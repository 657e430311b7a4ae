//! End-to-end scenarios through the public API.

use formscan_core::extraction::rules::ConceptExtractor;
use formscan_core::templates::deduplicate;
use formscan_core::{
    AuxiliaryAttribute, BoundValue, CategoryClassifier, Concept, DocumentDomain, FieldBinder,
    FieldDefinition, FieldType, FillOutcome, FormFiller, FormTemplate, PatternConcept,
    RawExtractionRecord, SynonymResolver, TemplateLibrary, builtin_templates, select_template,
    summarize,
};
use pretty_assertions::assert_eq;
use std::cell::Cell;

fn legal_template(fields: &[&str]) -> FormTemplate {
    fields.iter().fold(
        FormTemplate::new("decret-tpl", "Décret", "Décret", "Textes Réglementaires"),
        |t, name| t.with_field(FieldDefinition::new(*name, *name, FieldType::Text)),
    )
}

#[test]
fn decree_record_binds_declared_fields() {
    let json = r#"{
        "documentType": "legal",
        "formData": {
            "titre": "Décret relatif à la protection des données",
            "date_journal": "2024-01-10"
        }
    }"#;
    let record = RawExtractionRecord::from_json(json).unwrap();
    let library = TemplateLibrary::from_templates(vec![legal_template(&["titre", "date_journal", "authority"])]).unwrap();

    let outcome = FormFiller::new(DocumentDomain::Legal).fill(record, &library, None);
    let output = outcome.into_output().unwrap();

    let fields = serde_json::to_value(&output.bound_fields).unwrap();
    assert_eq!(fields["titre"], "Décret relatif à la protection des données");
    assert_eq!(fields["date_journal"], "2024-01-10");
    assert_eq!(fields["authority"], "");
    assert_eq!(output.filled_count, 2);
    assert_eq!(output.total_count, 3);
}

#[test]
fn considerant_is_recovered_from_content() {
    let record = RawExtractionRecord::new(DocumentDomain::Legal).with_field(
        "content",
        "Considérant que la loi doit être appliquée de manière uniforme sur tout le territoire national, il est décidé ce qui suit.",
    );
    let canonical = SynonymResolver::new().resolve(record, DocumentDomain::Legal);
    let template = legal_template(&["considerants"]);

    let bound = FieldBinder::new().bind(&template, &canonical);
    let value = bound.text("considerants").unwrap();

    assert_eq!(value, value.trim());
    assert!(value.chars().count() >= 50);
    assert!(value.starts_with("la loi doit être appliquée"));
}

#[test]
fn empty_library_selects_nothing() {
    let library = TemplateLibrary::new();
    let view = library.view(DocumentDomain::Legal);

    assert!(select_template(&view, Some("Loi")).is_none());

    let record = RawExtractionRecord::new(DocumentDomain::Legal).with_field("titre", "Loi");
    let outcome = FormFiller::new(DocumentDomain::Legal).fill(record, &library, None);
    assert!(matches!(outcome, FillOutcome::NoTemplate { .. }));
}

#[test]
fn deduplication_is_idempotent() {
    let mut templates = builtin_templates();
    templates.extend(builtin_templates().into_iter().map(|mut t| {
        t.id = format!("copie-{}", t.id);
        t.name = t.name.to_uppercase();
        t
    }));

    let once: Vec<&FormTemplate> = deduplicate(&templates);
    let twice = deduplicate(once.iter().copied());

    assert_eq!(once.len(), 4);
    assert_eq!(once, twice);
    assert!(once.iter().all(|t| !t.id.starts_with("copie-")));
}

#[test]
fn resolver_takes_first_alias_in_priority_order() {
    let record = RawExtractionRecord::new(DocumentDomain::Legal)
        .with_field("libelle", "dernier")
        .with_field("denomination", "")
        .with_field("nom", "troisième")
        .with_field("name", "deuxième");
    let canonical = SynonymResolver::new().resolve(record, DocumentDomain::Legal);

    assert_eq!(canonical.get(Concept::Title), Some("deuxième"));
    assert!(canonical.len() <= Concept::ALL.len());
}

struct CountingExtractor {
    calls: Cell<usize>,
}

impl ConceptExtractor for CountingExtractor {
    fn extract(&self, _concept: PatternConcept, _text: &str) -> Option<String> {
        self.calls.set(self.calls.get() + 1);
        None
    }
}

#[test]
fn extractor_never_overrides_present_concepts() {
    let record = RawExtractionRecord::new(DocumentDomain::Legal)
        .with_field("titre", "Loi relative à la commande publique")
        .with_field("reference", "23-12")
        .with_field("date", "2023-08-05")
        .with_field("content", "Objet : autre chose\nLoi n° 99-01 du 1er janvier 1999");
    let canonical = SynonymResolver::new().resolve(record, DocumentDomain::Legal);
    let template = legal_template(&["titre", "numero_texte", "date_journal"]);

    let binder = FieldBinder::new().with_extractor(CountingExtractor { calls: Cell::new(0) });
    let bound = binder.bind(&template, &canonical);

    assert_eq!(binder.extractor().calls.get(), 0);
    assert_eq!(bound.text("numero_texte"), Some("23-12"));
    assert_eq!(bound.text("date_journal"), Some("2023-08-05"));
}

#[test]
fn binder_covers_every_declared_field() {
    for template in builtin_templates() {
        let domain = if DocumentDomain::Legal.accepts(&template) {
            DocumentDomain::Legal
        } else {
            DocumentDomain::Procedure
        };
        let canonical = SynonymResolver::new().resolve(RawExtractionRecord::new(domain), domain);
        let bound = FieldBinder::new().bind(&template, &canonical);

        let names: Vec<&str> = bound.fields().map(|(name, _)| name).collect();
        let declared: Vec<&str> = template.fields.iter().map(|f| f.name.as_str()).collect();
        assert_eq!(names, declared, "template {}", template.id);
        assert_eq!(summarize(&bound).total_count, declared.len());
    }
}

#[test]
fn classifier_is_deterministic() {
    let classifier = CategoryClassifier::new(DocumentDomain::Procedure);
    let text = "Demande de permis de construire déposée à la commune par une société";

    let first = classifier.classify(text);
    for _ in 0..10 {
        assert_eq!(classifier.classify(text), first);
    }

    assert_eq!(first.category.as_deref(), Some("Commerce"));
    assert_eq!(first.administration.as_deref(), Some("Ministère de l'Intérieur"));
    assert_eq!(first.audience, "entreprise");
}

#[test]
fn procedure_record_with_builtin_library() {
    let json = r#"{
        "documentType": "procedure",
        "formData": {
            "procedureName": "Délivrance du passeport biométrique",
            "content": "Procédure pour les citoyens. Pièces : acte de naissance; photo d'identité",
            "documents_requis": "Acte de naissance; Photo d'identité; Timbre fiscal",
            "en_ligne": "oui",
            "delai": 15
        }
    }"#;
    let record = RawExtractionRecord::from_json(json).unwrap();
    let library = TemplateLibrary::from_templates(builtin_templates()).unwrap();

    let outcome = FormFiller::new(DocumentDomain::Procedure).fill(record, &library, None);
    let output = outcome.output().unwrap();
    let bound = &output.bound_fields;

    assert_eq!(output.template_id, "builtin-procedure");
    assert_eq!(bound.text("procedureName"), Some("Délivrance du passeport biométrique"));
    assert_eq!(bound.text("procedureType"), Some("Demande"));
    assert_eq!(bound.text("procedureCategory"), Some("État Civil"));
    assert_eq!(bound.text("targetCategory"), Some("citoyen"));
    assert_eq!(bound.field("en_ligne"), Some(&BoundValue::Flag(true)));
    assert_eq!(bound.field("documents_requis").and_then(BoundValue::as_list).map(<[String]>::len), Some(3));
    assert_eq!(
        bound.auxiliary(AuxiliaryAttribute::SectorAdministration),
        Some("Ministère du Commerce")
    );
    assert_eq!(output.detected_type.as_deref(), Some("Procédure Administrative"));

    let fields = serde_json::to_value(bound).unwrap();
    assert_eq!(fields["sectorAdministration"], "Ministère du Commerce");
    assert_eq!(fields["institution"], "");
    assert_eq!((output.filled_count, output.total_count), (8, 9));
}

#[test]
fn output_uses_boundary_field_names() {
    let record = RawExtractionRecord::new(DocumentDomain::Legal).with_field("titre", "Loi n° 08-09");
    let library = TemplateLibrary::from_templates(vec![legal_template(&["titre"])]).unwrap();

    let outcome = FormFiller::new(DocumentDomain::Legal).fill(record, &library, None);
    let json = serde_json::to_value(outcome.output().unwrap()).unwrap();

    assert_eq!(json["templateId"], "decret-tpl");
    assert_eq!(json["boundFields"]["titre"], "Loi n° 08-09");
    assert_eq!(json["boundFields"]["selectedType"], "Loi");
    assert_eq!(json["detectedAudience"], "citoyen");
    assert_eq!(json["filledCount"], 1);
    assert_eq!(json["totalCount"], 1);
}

━━━━━━━━━━━━━━━━━━━━━━━━━━━━━━

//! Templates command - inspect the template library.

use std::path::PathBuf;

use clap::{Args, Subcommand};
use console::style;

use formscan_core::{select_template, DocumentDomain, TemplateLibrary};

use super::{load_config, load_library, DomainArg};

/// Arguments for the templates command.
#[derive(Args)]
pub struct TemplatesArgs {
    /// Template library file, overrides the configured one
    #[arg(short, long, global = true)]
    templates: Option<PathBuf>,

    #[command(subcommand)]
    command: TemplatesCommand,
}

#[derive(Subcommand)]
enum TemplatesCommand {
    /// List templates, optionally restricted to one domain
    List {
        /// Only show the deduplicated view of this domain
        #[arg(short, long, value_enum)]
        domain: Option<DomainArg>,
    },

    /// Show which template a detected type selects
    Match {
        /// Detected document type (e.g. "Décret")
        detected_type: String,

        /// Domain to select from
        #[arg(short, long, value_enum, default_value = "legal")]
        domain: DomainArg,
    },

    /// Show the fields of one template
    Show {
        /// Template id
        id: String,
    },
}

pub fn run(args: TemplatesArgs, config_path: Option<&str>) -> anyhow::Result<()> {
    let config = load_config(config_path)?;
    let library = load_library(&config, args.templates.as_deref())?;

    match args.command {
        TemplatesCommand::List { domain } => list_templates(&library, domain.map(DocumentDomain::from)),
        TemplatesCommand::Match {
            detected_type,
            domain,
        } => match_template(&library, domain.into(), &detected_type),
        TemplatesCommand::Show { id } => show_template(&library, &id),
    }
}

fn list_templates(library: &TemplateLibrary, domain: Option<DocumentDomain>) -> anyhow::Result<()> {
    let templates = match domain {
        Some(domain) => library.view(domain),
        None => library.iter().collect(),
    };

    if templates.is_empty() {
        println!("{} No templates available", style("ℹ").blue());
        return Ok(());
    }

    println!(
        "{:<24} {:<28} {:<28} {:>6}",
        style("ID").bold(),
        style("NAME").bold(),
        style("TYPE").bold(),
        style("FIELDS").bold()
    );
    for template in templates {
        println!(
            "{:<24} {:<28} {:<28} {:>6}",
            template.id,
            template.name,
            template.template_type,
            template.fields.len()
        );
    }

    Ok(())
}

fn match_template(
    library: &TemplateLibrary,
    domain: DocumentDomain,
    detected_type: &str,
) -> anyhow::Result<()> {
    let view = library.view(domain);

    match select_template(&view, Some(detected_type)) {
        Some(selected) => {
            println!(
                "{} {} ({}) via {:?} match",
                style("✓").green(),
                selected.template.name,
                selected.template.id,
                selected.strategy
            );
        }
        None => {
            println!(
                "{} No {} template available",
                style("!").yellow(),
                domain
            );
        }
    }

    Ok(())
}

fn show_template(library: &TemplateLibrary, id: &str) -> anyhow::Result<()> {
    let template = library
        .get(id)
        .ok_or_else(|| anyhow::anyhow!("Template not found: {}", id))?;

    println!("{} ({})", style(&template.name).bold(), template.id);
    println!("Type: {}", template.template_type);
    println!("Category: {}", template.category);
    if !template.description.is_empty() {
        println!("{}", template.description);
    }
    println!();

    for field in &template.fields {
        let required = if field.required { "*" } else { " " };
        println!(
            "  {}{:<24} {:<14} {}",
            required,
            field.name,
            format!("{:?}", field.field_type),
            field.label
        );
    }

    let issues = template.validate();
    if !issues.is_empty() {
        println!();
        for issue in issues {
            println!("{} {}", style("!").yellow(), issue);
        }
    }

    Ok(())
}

━━━━━━━━━━━━━━━━━━━━━━━━━━━━━━

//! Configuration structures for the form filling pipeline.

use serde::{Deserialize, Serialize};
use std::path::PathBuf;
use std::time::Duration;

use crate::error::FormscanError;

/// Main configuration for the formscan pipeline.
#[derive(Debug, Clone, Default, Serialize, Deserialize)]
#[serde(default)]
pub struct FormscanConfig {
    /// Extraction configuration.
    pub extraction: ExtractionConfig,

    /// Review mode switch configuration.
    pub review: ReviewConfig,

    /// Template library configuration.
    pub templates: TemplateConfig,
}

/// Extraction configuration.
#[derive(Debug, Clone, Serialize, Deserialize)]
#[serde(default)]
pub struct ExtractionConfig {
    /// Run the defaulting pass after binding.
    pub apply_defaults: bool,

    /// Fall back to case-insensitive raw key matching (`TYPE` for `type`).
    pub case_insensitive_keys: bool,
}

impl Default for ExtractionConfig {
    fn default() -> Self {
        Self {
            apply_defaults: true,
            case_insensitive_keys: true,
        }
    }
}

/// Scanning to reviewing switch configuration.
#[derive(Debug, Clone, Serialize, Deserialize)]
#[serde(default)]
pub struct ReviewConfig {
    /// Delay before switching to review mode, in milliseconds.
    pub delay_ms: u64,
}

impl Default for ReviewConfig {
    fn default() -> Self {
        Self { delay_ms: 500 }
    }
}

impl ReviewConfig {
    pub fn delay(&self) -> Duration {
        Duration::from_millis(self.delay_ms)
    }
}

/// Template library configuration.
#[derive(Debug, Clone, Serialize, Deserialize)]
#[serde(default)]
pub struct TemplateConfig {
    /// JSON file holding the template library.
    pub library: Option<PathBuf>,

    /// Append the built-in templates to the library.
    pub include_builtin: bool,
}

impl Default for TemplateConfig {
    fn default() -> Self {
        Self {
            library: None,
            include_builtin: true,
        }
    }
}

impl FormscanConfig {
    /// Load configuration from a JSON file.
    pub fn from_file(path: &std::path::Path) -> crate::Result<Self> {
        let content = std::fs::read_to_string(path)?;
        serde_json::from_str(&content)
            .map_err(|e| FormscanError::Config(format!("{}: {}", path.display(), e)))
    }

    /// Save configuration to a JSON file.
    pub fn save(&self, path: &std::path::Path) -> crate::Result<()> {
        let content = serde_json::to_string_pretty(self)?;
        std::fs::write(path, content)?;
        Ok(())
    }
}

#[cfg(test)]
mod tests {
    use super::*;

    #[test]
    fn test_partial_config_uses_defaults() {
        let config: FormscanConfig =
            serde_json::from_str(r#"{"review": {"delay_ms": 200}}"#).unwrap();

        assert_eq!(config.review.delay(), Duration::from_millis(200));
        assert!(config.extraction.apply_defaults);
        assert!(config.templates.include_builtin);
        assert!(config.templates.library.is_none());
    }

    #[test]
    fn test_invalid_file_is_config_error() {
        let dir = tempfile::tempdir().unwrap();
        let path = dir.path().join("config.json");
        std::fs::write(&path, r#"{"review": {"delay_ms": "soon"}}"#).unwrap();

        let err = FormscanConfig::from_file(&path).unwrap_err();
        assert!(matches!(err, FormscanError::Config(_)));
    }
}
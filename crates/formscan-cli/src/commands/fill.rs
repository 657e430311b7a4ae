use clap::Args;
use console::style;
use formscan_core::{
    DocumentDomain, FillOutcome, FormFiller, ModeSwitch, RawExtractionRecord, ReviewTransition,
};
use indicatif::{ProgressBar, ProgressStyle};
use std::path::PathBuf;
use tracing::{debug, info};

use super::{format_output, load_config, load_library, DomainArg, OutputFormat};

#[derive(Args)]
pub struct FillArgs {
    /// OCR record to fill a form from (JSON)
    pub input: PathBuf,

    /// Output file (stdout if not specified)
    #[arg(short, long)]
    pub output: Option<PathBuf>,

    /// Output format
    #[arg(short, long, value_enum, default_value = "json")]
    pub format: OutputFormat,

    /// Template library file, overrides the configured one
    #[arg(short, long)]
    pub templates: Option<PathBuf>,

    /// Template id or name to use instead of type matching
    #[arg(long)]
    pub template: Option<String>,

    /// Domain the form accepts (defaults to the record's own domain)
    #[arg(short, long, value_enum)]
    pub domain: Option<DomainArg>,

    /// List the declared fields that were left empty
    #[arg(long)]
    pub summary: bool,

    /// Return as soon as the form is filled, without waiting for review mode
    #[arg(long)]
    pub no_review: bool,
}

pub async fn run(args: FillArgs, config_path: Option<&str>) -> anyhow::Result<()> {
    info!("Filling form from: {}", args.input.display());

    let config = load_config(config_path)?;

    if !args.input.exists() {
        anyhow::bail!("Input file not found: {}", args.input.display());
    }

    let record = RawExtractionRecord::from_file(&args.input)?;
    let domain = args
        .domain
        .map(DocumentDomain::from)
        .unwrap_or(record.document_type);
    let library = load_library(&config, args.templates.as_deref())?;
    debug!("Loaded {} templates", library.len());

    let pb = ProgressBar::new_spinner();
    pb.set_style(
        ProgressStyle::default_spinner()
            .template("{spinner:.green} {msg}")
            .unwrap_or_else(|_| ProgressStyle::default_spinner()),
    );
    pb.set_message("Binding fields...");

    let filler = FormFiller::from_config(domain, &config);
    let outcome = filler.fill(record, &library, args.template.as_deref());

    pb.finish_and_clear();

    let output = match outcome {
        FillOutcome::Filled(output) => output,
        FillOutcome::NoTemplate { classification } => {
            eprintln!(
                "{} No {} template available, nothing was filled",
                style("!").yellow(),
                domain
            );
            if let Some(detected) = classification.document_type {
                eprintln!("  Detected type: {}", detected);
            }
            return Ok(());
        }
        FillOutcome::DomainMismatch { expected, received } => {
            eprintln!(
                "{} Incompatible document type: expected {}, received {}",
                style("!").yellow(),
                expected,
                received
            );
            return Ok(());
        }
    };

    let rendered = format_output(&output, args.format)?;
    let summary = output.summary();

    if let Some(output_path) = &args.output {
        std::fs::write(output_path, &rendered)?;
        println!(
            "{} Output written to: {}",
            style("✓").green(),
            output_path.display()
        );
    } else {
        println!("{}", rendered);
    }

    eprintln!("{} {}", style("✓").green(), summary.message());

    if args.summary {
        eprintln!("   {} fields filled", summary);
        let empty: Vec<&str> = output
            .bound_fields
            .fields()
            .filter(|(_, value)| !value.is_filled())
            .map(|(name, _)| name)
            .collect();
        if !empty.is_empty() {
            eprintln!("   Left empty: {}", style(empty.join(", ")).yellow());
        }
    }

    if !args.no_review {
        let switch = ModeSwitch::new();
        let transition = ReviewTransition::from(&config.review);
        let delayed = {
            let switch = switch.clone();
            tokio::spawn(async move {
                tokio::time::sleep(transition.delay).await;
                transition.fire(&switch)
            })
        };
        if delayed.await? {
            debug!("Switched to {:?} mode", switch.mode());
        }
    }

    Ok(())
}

━━━━━━━━━━━━━━━━━━━━━━━━━━━━━━

### EXERCISE GOAL
Using the records above, work out the number of lines that contain "soon" and write only that number.

### SOLVED PROBLEM
2